# Anybody have a name or recipe for this?



## jstin (Aug 7, 2007)

With the help of my wife & sister-in-law, here is my best description of a desert we used to get for parties from a place called "The Hobson House" in Long Grove, Illinois. Unfortunately the place closed quite a few years ago & I have been without my favorite desert ever since. 

It had 3 layers (approx. ¾"-1" thick each) of cake that had a texture sort of similar to the outer part of an éclair (not real sweet or like a cake mix) possibly baked in a buttered pan with granulated sugar creating a bit of a crunchy/crispy exterior.

We think the filling was custard, rasberries, sliced sugared almonds, & pastry crème.

I'm told that The Hobson House called this a Torte. When I google "Torte" the descriptions I get doesn't really describe the stuff I'm looking for.

Anybody have any info that would help me be able to eat this again?


----------



## baddabing (Jun 9, 2007)

Jstin,
I believe you would achieve the torte you're looking for by using puff pastry circles, basic vanilla custard and the garnish of your choice.
Puff pastry is available in most markets now. It must be baked at a high temp (400-450) brushed with water and sprinkled with sugar. The sugars will melt and sort of caramelize keeping the circle from getting soggy when put together. I believe your description is spot on for this and the butter content in the dough would give the appearance of a buttered pan.
hth


----------



## munchers (Apr 4, 2007)

jstin
you could also brush the pastry circles with a light coating of white choc when stone cold to also prevent the pastry from becomming soggy when assembling. hpoe this also helps you.


----------



## mezzaluna (Aug 29, 2000)

Gee, I haven't been to Long Grove for a long time! There are some fine chocolates to be found there....

To me your recipe sounds more like it's made from choux pastry, the pastry that's used in eclairs, cream puffs, etc. Choux (pronounced "shoo") is very, very easy to make. You can pipe it into any shape you like using a pastry bag (or plastic bag with a piping tip stuck through one corner).

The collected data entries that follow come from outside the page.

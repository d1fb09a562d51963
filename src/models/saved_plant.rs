use crate::error::AppError;
use chrono::{DateTime, Utc};
use rusqlite::Row;
use serde::{Deserialize, Serialize};
use uuid::Uuid;

/// A plant the user identified and decided to keep in the garden
#[derive(Debug, Clone, Serialize, Deserialize, PartialEq)]
pub struct SavedPlant {
    pub id: Uuid,
    pub name: Option<String>,
    pub created_at: DateTime<Utc>,
    /// JPEG bytes, `None` renders as a placeholder
    #[serde(skip)]
    pub photo: Option<Vec<u8>>,
}

impl SavedPlant {
    /// Creates a new record with a fresh id, stamped now
    pub fn new(name: Option<String>, photo: Option<Vec<u8>>) -> Self {
        Self {
            id: Uuid::new_v4(),
            name,
            created_at: Utc::now(),
            photo,
        }
    }

    /// Validates the record before it is written
    pub fn validate(&self) -> Result<(), AppError> {
        if self.id.is_nil() {
            return Err(AppError::Validation("Plant must have an id".to_string()));
        }

        if let Some(name) = &self.name {
            if name.trim().is_empty() {
                return Err(AppError::Validation("Name must not be blank".to_string()));
            }
            if name.len() > 200 {
                return Err(AppError::Validation("Name is too long".to_string()));
            }
        }

        if matches!(&self.photo, Some(bytes) if bytes.is_empty()) {
            return Err(AppError::Validation("Photo must not be empty".to_string()));
        }

        Ok(())
    }

    /// Name shown in lists, falls back for records without a label
    pub fn title(&self) -> &str {
        self.name.as_deref().unwrap_or("Unknown Plant")
    }
}

impl TryFrom<&Row<'_>> for SavedPlant {
    type Error = rusqlite::Error;

    fn try_from(row: &Row) -> Result<Self, Self::Error> {
        let uuid_str: String = row.get("uuid")?;
        let id = Uuid::parse_str(&uuid_str).map_err(|e| {
            rusqlite::Error::FromSqlConversionFailure(0, rusqlite::types::Type::Text, Box::new(e))
        })?;

        Ok(SavedPlant {
            id,
            name: row.get("name")?,
            created_at: row.get("created_at")?,
            photo: row.get("photo")?,
        })
    }
}
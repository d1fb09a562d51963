use crate::error::AppError;
use crate::filesystem::resolve_path;
use plant_classifier::ClassifierConfig;
use serde::{Deserialize, Serialize};
use std::path::{Path, PathBuf};

/// Name of the config file inside the app data directory
pub const CONFIG_FILE_NAME: &str = "leafy.toml";

/// Storage settings for saved plants
#[derive(Debug, Clone, PartialEq, Serialize, Deserialize)]
#[serde(default)]
pub struct StorageConfig {
    pub database_path: PathBuf,
    /// JPEG quality for stored photos (1-100)
    pub photo_quality: u8,
    /// Longest side of stored photos in pixels
    pub photo_max_dimension: u32,
}

impl Default for StorageConfig {
    fn default() -> Self {
        Self {
            database_path: PathBuf::from("leafy.db"),
            photo_quality: 80,
            photo_max_dimension: 1024,
        }
    }
}

/// Complete app configuration, read from `leafy.toml`
#[derive(Debug, Clone, PartialEq, Default, Serialize, Deserialize)]
#[serde(default)]
pub struct AppConfig {
    pub classifier: ClassifierConfig,
    pub storage: StorageConfig,
}

impl AppConfig {
    /// Parses a TOML document, missing keys take their defaults
    pub fn from_toml(content: &str) -> Result<Self, AppError> {
        let config: AppConfig =
            toml::from_str(content).map_err(|e| AppError::Config(e.to_string()))?;
        config.validate()?;
        Ok(config)
    }

    /// Loads the config file; a missing file yields the defaults
    pub fn load(path: &Path) -> Result<Self, AppError> {
        if !path.exists() {
            log::info!("No config at {}, using defaults", path.display());
            return Ok(Self::default());
        }

        let content = std::fs::read_to_string(path)?;
        let config = Self::from_toml(&content)?;
        log::info!("Loaded config from {}", path.display());
        Ok(config)
    }

    /// Rewrites relative model and database paths to live below `base`
    pub fn resolve_paths(mut self, base: &Path) -> Self {
        self.classifier.model_path = resolve_path(base, &self.classifier.model_path);
        self.classifier.labels_path = resolve_path(base, &self.classifier.labels_path);
        self.storage.database_path = resolve_path(base, &self.storage.database_path);
        self
    }

    pub fn validate(&self) -> Result<(), AppError> {
        self.classifier.validate().map_err(AppError::Config)?;

        if !(1..=100).contains(&self.storage.photo_quality) {
            return Err(AppError::Config(format!(
                "photo_quality {} is outside 1..=100",
                self.storage.photo_quality
            )));
        }
        if self.storage.photo_max_dimension == 0 {
            return Err(AppError::Config(
                "photo_max_dimension must be greater than zero".to_string(),
            ));
        }

        Ok(())
    }
}
// One-shot handoff between the platform image picker and the workflow.
//
// Every picker invocation produces exactly one event: an image or a
// cancellation. The platform side gets a `PickerCompletion`, the app side
// awaits the matching `PickerRequest`.

use crate::error::AppError;
use std::path::Path;
use tokio::sync::oneshot;

/// Where the user wants the photo to come from
#[derive(Debug, Clone, Copy, PartialEq, Eq)]
pub enum ImageSource {
    Camera,
    Library,
}

impl ImageSource {
    pub fn as_str(&self) -> &str {
        match self {
            ImageSource::Camera => "camera",
            ImageSource::Library => "library",
        }
    }
}

/// Outcome of one picker invocation
#[derive(Debug, Clone, PartialEq, Eq)]
pub enum PickerEvent {
    Selected(Vec<u8>),
    Cancelled,
}

/// Awaitable side of a picker invocation
#[derive(Debug)]
pub struct PickerRequest {
    source: ImageSource,
    receiver: oneshot::Receiver<PickerEvent>,
}

impl PickerRequest {
    pub fn source(&self) -> ImageSource {
        self.source
    }

    /// Waits for the picker; a picker that went away without answering counts
    /// as cancelled
    pub async fn outcome(self) -> PickerEvent {
        match self.receiver.await {
            Ok(event) => event,
            Err(_) => {
                log::debug!("{} picker dropped without result", self.source.as_str());
                PickerEvent::Cancelled
            }
        }
    }
}

/// Platform side of a picker invocation, consumed by the first answer
#[derive(Debug)]
pub struct PickerCompletion {
    source: ImageSource,
    sender: oneshot::Sender<PickerEvent>,
}

impl PickerCompletion {
    pub fn select(self, bytes: Vec<u8>) {
        log::debug!(
            "{} picker selected {} bytes",
            self.source.as_str(),
            bytes.len()
        );
        self.finish(PickerEvent::Selected(bytes));
    }

    pub fn cancel(self) {
        log::debug!("{} picker cancelled", self.source.as_str());
        self.finish(PickerEvent::Cancelled);
    }

    fn finish(self, event: PickerEvent) {
        if self.sender.send(event).is_err() {
            log::debug!("Picker result arrived after the request was dropped");
        }
    }
}

/// Starts a picker invocation
pub fn request_image(source: ImageSource) -> (PickerRequest, PickerCompletion) {
    let (sender, receiver) = oneshot::channel();
    (
        PickerRequest { source, receiver },
        PickerCompletion { source, sender },
    )
}

/// Reads a photo the platform picker or camera stored on disk
pub fn read_image_file(path: &Path) -> Result<Vec<u8>, AppError> {
    let bytes = std::fs::read(path)?;
    if bytes.is_empty() {
        return Err(AppError::ImageProcessing(format!(
            "Picked file {} is empty",
            path.display()
        )));
    }
    Ok(bytes)
}
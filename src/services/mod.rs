pub mod plant_service;

pub use plant_service::*;
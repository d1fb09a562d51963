// Identification workflow: select a photo, classify it, save it to the garden.
//
// `IdentificationSession` holds the state machine. `IdentificationWorkflow`
// drives it: it runs inference and record commits off the UI thread and
// publishes every state change on a watch channel. Background tasks only keep
// a weak handle, so results that arrive after the workflow is gone are
// dropped.

pub mod session;

pub use session::{ClassificationTicket, IdentificationSession, SaveTicket, SessionState};

use crate::config::StorageConfig;
use crate::error::{PersistError, WorkflowError};
use crate::image_processing::encode_photo;
use crate::models::SavedPlant;
use crate::picker::PickerEvent;
use crate::store::PlantStore;
use chrono::{DateTime, Utc};
use plant_classifier::{
    ClassificationRequest, ClassificationResult, ClassifierErrorKind, ClassifierService,
};
use std::sync::{Arc, Mutex, Weak};
use tokio::runtime::Handle;
use tokio::sync::watch;
use tokio::task::JoinHandle;

/// How the selected photo is stored with a saved plant
#[derive(Debug, Clone, Copy, PartialEq, Eq)]
pub struct PhotoSettings {
    pub quality: u8,
    pub max_dimension: u32,
}

impl Default for PhotoSettings {
    fn default() -> Self {
        Self::from(&StorageConfig::default())
    }
}

impl From<&StorageConfig> for PhotoSettings {
    fn from(config: &StorageConfig) -> Self {
        Self {
            quality: config.photo_quality,
            max_dimension: config.photo_max_dimension,
        }
    }
}

struct Shared {
    session: Mutex<IdentificationSession>,
    state_tx: watch::Sender<SessionState>,
}

impl Shared {
    /// Runs `f` on the session and publishes the resulting state.
    /// The lock is never held across an await.
    fn update<R>(&self, f: impl FnOnce(&mut IdentificationSession) -> R) -> R {
        let mut session = self
            .session
            .lock()
            .unwrap_or_else(|poisoned| poisoned.into_inner());

        let before = session.state().name();
        let result = f(&mut session);
        let after = session.state().clone();
        if before != after.name() {
            log::debug!("Identification: {} -> {}", before, after.name());
        }
        self.state_tx.send_replace(after);

        result
    }

    fn read<R>(&self, f: impl FnOnce(&IdentificationSession) -> R) -> R {
        let session = self
            .session
            .lock()
            .unwrap_or_else(|poisoned| poisoned.into_inner());
        f(&session)
    }
}

/// One "identify a plant" sheet
pub struct IdentificationWorkflow {
    shared: Arc<Shared>,
    classifier: ClassifierService,
    store: Arc<dyn PlantStore>,
    photo: PhotoSettings,
}

impl IdentificationWorkflow {
    pub fn new(
        classifier: ClassifierService,
        store: Arc<dyn PlantStore>,
        photo: PhotoSettings,
    ) -> Self {
        let session = IdentificationSession::new();
        let (state_tx, _) = watch::channel(session.state().clone());

        Self {
            shared: Arc::new(Shared {
                session: Mutex::new(session),
                state_tx,
            }),
            classifier,
            store,
            photo,
        }
    }

    pub fn state(&self) -> SessionState {
        self.shared.read(|s| s.state().clone())
    }

    /// Receives every state change, starting with the current state
    pub fn subscribe(&self) -> watch::Receiver<SessionState> {
        self.shared.state_tx.subscribe()
    }

    /// The photo currently shown in the sheet
    pub fn selected_image(&self) -> Option<ClassificationRequest> {
        self.shared.read(|s| s.image().cloned())
    }

    pub fn started_at(&self) -> DateTime<Utc> {
        self.shared.read(|s| s.started_at())
    }

    /// Replaces the current photo; any running classification is abandoned
    pub fn select_image(&self, bytes: Vec<u8>) {
        log::info!("Selected image ({} bytes)", bytes.len());
        let request = ClassificationRequest::from(bytes);
        self.shared.update(|s| s.select_image(request));
    }

    /// Applies a picker outcome. A cancellation leaves the session untouched.
    /// Returns whether an image was selected.
    pub fn apply_picker_event(&self, event: PickerEvent) -> bool {
        match event {
            PickerEvent::Selected(bytes) => {
                self.select_image(bytes);
                true
            }
            PickerEvent::Cancelled => {
                log::debug!("Picker cancelled, keeping {}", self.state().name());
                false
            }
        }
    }

    /// Starts classifying the selected image in the background.
    ///
    /// The result is applied exactly once, unless a newer image was selected
    /// or the workflow was dropped in the meantime. Must be called from
    /// within a tokio runtime, otherwise the session is left untouched and
    /// `WorkflowError::NoRuntime` is returned.
    pub fn start_classification(&self) -> Result<JoinHandle<()>, WorkflowError> {
        self.spawn_classification().map(|(_, handle)| handle)
    }

    fn spawn_classification(&self) -> Result<(u64, JoinHandle<()>), WorkflowError> {
        let runtime = Handle::try_current().map_err(|e| WorkflowError::NoRuntime(e.to_string()))?;
        let ticket = self.shared.update(|s| s.start_classification())?;
        let generation = ticket.generation;
        let weak = Arc::downgrade(&self.shared);
        let classifier = self.classifier.clone();

        let handle = runtime.spawn(async move {
            let result = classifier.classify(ticket.request).await;
            deliver(&weak, "classification", |s| {
                s.complete_classification(generation, result)
            });
        });
        Ok((generation, handle))
    }

    /// Starts a classification and waits for it, returning the new state
    pub async fn identify(&self) -> Result<SessionState, WorkflowError> {
        let (generation, handle) = self.spawn_classification()?;
        if let Err(e) = handle.await {
            log::error!("Classification task failed: {}", e);
            self.classification_aborted(generation);
        }
        Ok(self.state())
    }

    /// Ends a classification whose task died without delivering a result
    fn classification_aborted(&self, generation: u64) {
        self.shared.update(|s| {
            s.complete_classification(
                generation,
                ClassificationResult::Failure(ClassifierErrorKind::InferenceEngine),
            )
        });
    }

    /// Saves the classified plant with its photo.
    ///
    /// Only valid while `Classified`. If the store rejects the record the
    /// session goes back to `Classified` and the error is returned, so the
    /// user can try again.
    pub async fn save(&self) -> Result<SavedPlant, WorkflowError> {
        let ticket = self.shared.update(|s| s.begin_save())?;
        let generation = ticket.generation;
        let weak = Arc::downgrade(&self.shared);
        let store = Arc::clone(&self.store);
        let photo = self.photo;

        // The commit finishes and updates the session even if this future is dropped
        let handle = tokio::task::spawn_blocking(move || {
            let outcome = commit_record(store.as_ref(), &ticket, photo);
            deliver(&weak, "save", |s| match &outcome {
                Ok(plant) => s.save_succeeded(generation, plant.id),
                Err(_) => s.save_failed(generation),
            });
            outcome
        });

        match handle.await {
            Ok(Ok(plant)) => Ok(plant),
            Ok(Err(e)) => {
                log::warn!("Failed to save plant: {}", e);
                Err(WorkflowError::Persist(e))
            }
            Err(e) => {
                log::error!("Save task failed: {}", e);
                self.shared.update(|s| s.save_failed(generation));
                Err(WorkflowError::Persist(PersistError::Other(format!(
                    "Save task failed: {}",
                    e
                ))))
            }
        }
    }

    /// Returns to `Idle`, dropping the photo and any pending result
    pub fn reset(&self) {
        self.shared.update(|s| s.reset());
    }
}

/// Applies a background result if the workflow still exists
fn deliver(
    weak: &Weak<Shared>,
    what: &str,
    apply: impl FnOnce(&mut IdentificationSession) -> bool,
) {
    match weak.upgrade() {
        Some(shared) => {
            if !shared.update(apply) {
                log::debug!("Discarded stale {} result", what);
            }
        }
        None => log::debug!("Workflow closed before {} finished", what),
    }
}

/// Builds and commits the record. Runs on the blocking pool.
fn commit_record(
    store: &dyn PlantStore,
    ticket: &SaveTicket,
    photo: PhotoSettings,
) -> Result<SavedPlant, PersistError> {
    let photo_bytes = match encode_photo(ticket.request.bytes(), photo.quality, photo.max_dimension)
    {
        Ok(bytes) => Some(bytes),
        Err(e) => {
            log::warn!("Saving plant without photo: {}", e);
            None
        }
    };

    let plant = SavedPlant::new(Some(ticket.label.clone()), photo_bytes);
    store.create(&plant)?;
    log::info!("Saved plant {} ({})", plant.title(), plant.id);

    Ok(plant)
}
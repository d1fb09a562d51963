use std::path::{Path, PathBuf};

#[cfg(target_os = "android")]
fn android_files_dir() -> Option<PathBuf> {
    use jni::{
        objects::{JObject, JString},
        JavaVM,
    };
    unsafe {
        let ctx = ndk_context::android_context();
        let vm = JavaVM::from_raw(ctx.vm().cast()).ok()?;
        let mut env = vm.attach_current_thread().ok()?;
        let activity = JObject::from_raw(ctx.context().cast());
        let files_dir = env
            .call_method(activity, "getFilesDir", "()Ljava/io/File;", &[])
            .ok()?
            .l()
            .ok()?;
        let abs_path_obj = env
            .call_method(files_dir, "getAbsolutePath", "()Ljava/lang/String;", &[])
            .ok()?
            .l()
            .ok()?;
        let abs_path_jstring: JString = JString::from(abs_path_obj);
        let abs_path: String = env.get_string(&abs_path_jstring).ok()?.into();
        Some(PathBuf::from(abs_path))
    }
}

/// Get the app data directory for the current platform
pub fn get_app_data_dir() -> PathBuf {
    #[cfg(target_os = "android")]
    {
        if let Some(dir) = android_files_dir() {
            return dir;
        }
        for d in [
            "/data/user/0/de.teilgedanken.leafy/files",
            "/data/data/de.teilgedanken.leafy/files",
        ] {
            let p = PathBuf::from(d);
            if p.exists() {
                return p;
            }
        }
        PathBuf::from("./data")
    }

    #[cfg(not(target_os = "android"))]
    {
        // On desktop, use ./data directory
        PathBuf::from("./data")
    }
}

/// Resolves a configured path: absolute paths are kept, relative ones live
/// below `base`
pub fn resolve_path(base: &Path, path: &Path) -> PathBuf {
    if path.is_absolute() {
        path.to_path_buf()
    } else {
        base.join(path)
    }
}
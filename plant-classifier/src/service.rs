use crate::engine::InferenceEngine;
use crate::labels::canonical_label;
use crate::models::{
    Classification, ClassificationRequest, ClassificationResult, ClassifierConfig,
    ClassifierErrorKind,
};
use crate::preprocess::prepare_input;
use std::sync::Arc;

/// Error type for bringing up the classifier. The service is unusable without
/// its model, so callers treat this as fatal at startup.
#[derive(Debug)]
pub enum ModelLoadError {
    Config(String),
    Labels(String),
    Model(String),
}

impl std::fmt::Display for ModelLoadError {
    fn fmt(&self, f: &mut std::fmt::Formatter<'_>) -> std::fmt::Result {
        match self {
            ModelLoadError::Config(msg) => write!(f, "Invalid classifier config: {}", msg),
            ModelLoadError::Labels(msg) => write!(f, "Label list error: {}", msg),
            ModelLoadError::Model(msg) => write!(f, "Model load error: {}", msg),
        }
    }
}

impl std::error::Error for ModelLoadError {}

/// Classifier Service
///
/// Owns one model handle for its whole lifetime. Cloning shares the handle.
#[derive(Clone)]
pub struct ClassifierService {
    engine: Arc<dyn InferenceEngine>,
    config: ClassifierConfig,
}

impl ClassifierService {
    /// Loads the configured ONNX model eagerly
    #[cfg(feature = "tract")]
    pub fn init(config: ClassifierConfig) -> Result<Self, ModelLoadError> {
        config.validate().map_err(ModelLoadError::Config)?;
        let engine = crate::tract_engine::TractEngine::load(&config)?;
        log::info!(
            "Classifier ready ({} labels, min_confidence: {:?})",
            engine.labels().len(),
            config.min_confidence
        );
        Ok(Self::from_engine(Arc::new(engine), config))
    }

    /// Wraps an already loaded engine
    pub fn from_engine(engine: Arc<dyn InferenceEngine>, config: ClassifierConfig) -> Self {
        Self { engine, config }
    }

    pub fn config(&self) -> &ClassifierConfig {
        &self.config
    }

    /// Runs the whole pipeline on the current thread.
    ///
    /// Prefer [`ClassifierService::classify`] from interactive code.
    pub fn classify_blocking(&self, request: &ClassificationRequest) -> ClassificationResult {
        let input = match prepare_input(
            request.bytes(),
            self.config.input_width,
            self.config.input_height,
            self.config.mean,
            self.config.std,
        ) {
            Ok(input) => input,
            Err(e) => {
                log::warn!("Preprocessing failed ({} bytes): {}", request.len(), e);
                return ClassificationResult::Failure(ClassifierErrorKind::ImageDecode);
            }
        };

        let candidates = match self.engine.infer(&input) {
            Ok(candidates) => candidates,
            Err(e) => {
                log::warn!("Inference failed: {}", e);
                return ClassificationResult::Failure(ClassifierErrorKind::InferenceEngine);
            }
        };

        log::debug!("Model returned {} candidates", candidates.len());
        select_label(candidates, self.config.min_confidence)
    }

    /// Classifies on the blocking thread pool and resolves exactly once.
    ///
    /// There is no cancellation; dropping the future only drops the result.
    pub async fn classify(&self, request: ClassificationRequest) -> ClassificationResult {
        let service = self.clone();
        let handle = tokio::task::spawn_blocking(move || service.classify_blocking(&request));

        let joined = match self.config.timeout() {
            Some(limit) => match tokio::time::timeout(limit, handle).await {
                Ok(joined) => joined,
                Err(_) => {
                    log::warn!("Inference exceeded {:?}", limit);
                    return ClassificationResult::Failure(ClassifierErrorKind::Timeout);
                }
            },
            None => handle.await,
        };

        match joined {
            Ok(result) => result,
            Err(e) => {
                log::error!("Classification task aborted: {}", e);
                ClassificationResult::Failure(ClassifierErrorKind::InferenceEngine)
            }
        }
    }
}

/// Picks the most confident candidate and normalizes its label
pub fn select_label(
    candidates: Vec<Classification>,
    min_confidence: Option<f32>,
) -> ClassificationResult {
    let best = candidates
        .into_iter()
        .filter(|c| c.confidence.is_finite())
        .map(|c| (canonical_label(&c.label), c.confidence))
        .filter(|(label, _)| !label.is_empty())
        .max_by(|a, b| a.1.total_cmp(&b.1));

    let Some((label, confidence)) = best else {
        log::warn!("No usable candidates");
        return ClassificationResult::Failure(ClassifierErrorKind::EmptyResult);
    };

    if let Some(min) = min_confidence {
        if confidence < min {
            log::info!(
                "Best candidate '{}' ({:.3}) below threshold {:.3}",
                label,
                confidence,
                min
            );
            return ClassificationResult::Failure(ClassifierErrorKind::LowConfidence);
        }
    }

    log::info!("Identified '{}' ({:.3})", label, confidence);
    ClassificationResult::Label(label)
}

#[cfg(test)]
mod tests {
    use super::*;
    use crate::engine::EngineError;
    use crate::preprocess::ModelInput;
    use image::{DynamicImage, ImageFormat, Rgb, RgbImage};
    use std::io::Cursor;
    use std::sync::atomic::{AtomicUsize, Ordering};
    use std::time::Duration;

    struct FixedEngine {
        candidates: Vec<Classification>,
        calls: AtomicUsize,
    }

    impl FixedEngine {
        fn new(candidates: Vec<Classification>) -> Arc<Self> {
            Arc::new(Self {
                candidates,
                calls: AtomicUsize::new(0),
            })
        }
    }

    impl InferenceEngine for FixedEngine {
        fn infer(&self, _input: &ModelInput) -> Result<Vec<Classification>, EngineError> {
            self.calls.fetch_add(1, Ordering::SeqCst);
            Ok(self.candidates.clone())
        }
    }

    struct BrokenEngine;

    impl InferenceEngine for BrokenEngine {
        fn infer(&self, _input: &ModelInput) -> Result<Vec<Classification>, EngineError> {
            Err(EngineError::Execution("out of memory".to_string()))
        }
    }

    struct SlowEngine(Duration);

    impl InferenceEngine for SlowEngine {
        fn infer(&self, _input: &ModelInput) -> Result<Vec<Classification>, EngineError> {
            std::thread::sleep(self.0);
            Ok(vec![Classification::new("rose", 0.9)])
        }
    }

    struct PanickingEngine;

    impl InferenceEngine for PanickingEngine {
        fn infer(&self, _input: &ModelInput) -> Result<Vec<Classification>, EngineError> {
            panic!("engine bug");
        }
    }

    fn small_config() -> ClassifierConfig {
        ClassifierConfig {
            input_width: 8,
            input_height: 8,
            ..ClassifierConfig::default()
        }
    }

    fn test_image() -> ClassificationRequest {
        let img = RgbImage::from_pixel(20, 12, Rgb([30, 160, 40]));
        let mut buffer = Cursor::new(Vec::new());
        DynamicImage::ImageRgb8(img)
            .write_to(&mut buffer, ImageFormat::Png)
            .unwrap();
        ClassificationRequest::from(buffer.into_inner())
    }

    #[test]
    fn test_top_label_is_normalized() {
        let engine = FixedEngine::new(vec![
            Classification::new("daisy", 0.2),
            Classification::new("rose, flower", 0.7),
            Classification::new("fern", 0.1),
        ]);
        let service = ClassifierService::from_engine(engine.clone(), small_config());

        let result = service.classify_blocking(&test_image());
        assert_eq!(result, ClassificationResult::Label("rose".to_string()));
        assert_eq!(engine.calls.load(Ordering::SeqCst), 1);
    }

    #[test]
    fn test_low_confidence_still_returns_top1_by_default() {
        let engine = FixedEngine::new(vec![Classification::new("cactus", 0.01)]);
        let service = ClassifierService::from_engine(engine, small_config());
        assert_eq!(
            service.classify_blocking(&test_image()),
            ClassificationResult::Label("cactus".to_string())
        );
    }

    #[test]
    fn test_threshold_rejects_low_confidence() {
        let engine = FixedEngine::new(vec![Classification::new("cactus", 0.1)]);
        let config = ClassifierConfig {
            min_confidence: Some(0.5),
            ..small_config()
        };
        let service = ClassifierService::from_engine(engine, config);
        assert_eq!(
            service.classify_blocking(&test_image()),
            ClassificationResult::Failure(ClassifierErrorKind::LowConfidence)
        );
    }

    #[test]
    fn test_decode_failure_skips_inference() {
        let engine = FixedEngine::new(vec![Classification::new("rose", 0.9)]);
        let service = ClassifierService::from_engine(engine.clone(), small_config());

        for bytes in [Vec::new(), b"<html>not a photo</html>".to_vec()] {
            let result = service.classify_blocking(&ClassificationRequest::from(bytes));
            assert_eq!(
                result,
                ClassificationResult::Failure(ClassifierErrorKind::ImageDecode)
            );
        }
        assert_eq!(engine.calls.load(Ordering::SeqCst), 0);
    }

    #[test]
    fn test_engine_error_is_reported() {
        let service = ClassifierService::from_engine(Arc::new(BrokenEngine), small_config());
        assert_eq!(
            service.classify_blocking(&test_image()),
            ClassificationResult::Failure(ClassifierErrorKind::InferenceEngine)
        );
    }

    #[test]
    fn test_empty_result_is_reported() {
        let service = ClassifierService::from_engine(FixedEngine::new(vec![]), small_config());
        assert_eq!(
            service.classify_blocking(&test_image()),
            ClassificationResult::Failure(ClassifierErrorKind::EmptyResult)
        );
    }

    #[test]
    fn test_blank_labels_count_as_empty() {
        let engine = FixedEngine::new(vec![
            Classification::new(" , leaf", 0.8),
            Classification::new("moss", f32::NAN),
        ]);
        let service = ClassifierService::from_engine(engine, small_config());
        assert_eq!(
            service.classify_blocking(&test_image()),
            ClassificationResult::Failure(ClassifierErrorKind::EmptyResult)
        );
    }

    #[tokio::test]
    async fn test_async_classify_delivers_result() {
        let engine = FixedEngine::new(vec![Classification::new("tulip", 0.6)]);
        let service = ClassifierService::from_engine(engine.clone(), small_config());

        let result = service.classify(test_image()).await;
        assert_eq!(result, ClassificationResult::Label("tulip".to_string()));
        assert_eq!(engine.calls.load(Ordering::SeqCst), 1);
    }

    #[tokio::test]
    async fn test_async_classify_timeout() {
        let config = ClassifierConfig {
            timeout_ms: Some(20),
            ..small_config()
        };
        let engine = Arc::new(SlowEngine(Duration::from_millis(500)));
        let service = ClassifierService::from_engine(engine, config);
        assert_eq!(
            service.classify(test_image()).await,
            ClassificationResult::Failure(ClassifierErrorKind::Timeout)
        );
    }

    #[tokio::test]
    async fn test_panicking_engine_becomes_engine_failure() {
        let service = ClassifierService::from_engine(Arc::new(PanickingEngine), small_config());
        assert_eq!(
            service.classify(test_image()).await,
            ClassificationResult::Failure(ClassifierErrorKind::InferenceEngine)
        );
    }
}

Here's a recipe that uses choux pastry: Profiteroles Recipe: Recipes: Food Network

You can use choux for many wonderful things, both savory and sweet.


----------



## baddabing (Jun 9, 2007)

Mezzaluna,
After reading the post once more, I think your insight might be more correct. or we may both be right. It maybe something like the bottom of a St. Honore. A puff circle, then pipe choux paste on top and bake. You poke holes in the choux and fill with custard.:lol:
OR, now that I think about it a little more. It could be the popular German dessert, Bienenstich sp? BeeSting. That is sort of a Brioche dough baked with a crunchy sugary almond top. It is then cut in half and filled with custard. Yea, that's the ticket
baddaboom


----------



## kuan (Jun 11, 2001)

Gotta be a version of Gateau St. Honore. One of my favorite desserts.


----------



## free rider (May 23, 2006)

Either that or, what popped into my head because I had an "oh, a big eclaire" experience with one -- a Boston cream pie-cake.

Mmm St. Honoré.


----------



## jstin (Aug 7, 2007)

Just to be sure, what I referred to as "filling" is actually spread between the layers of "cake" in place where icing would be with a common layer cake. As you can probably tell I'm not much of a chef.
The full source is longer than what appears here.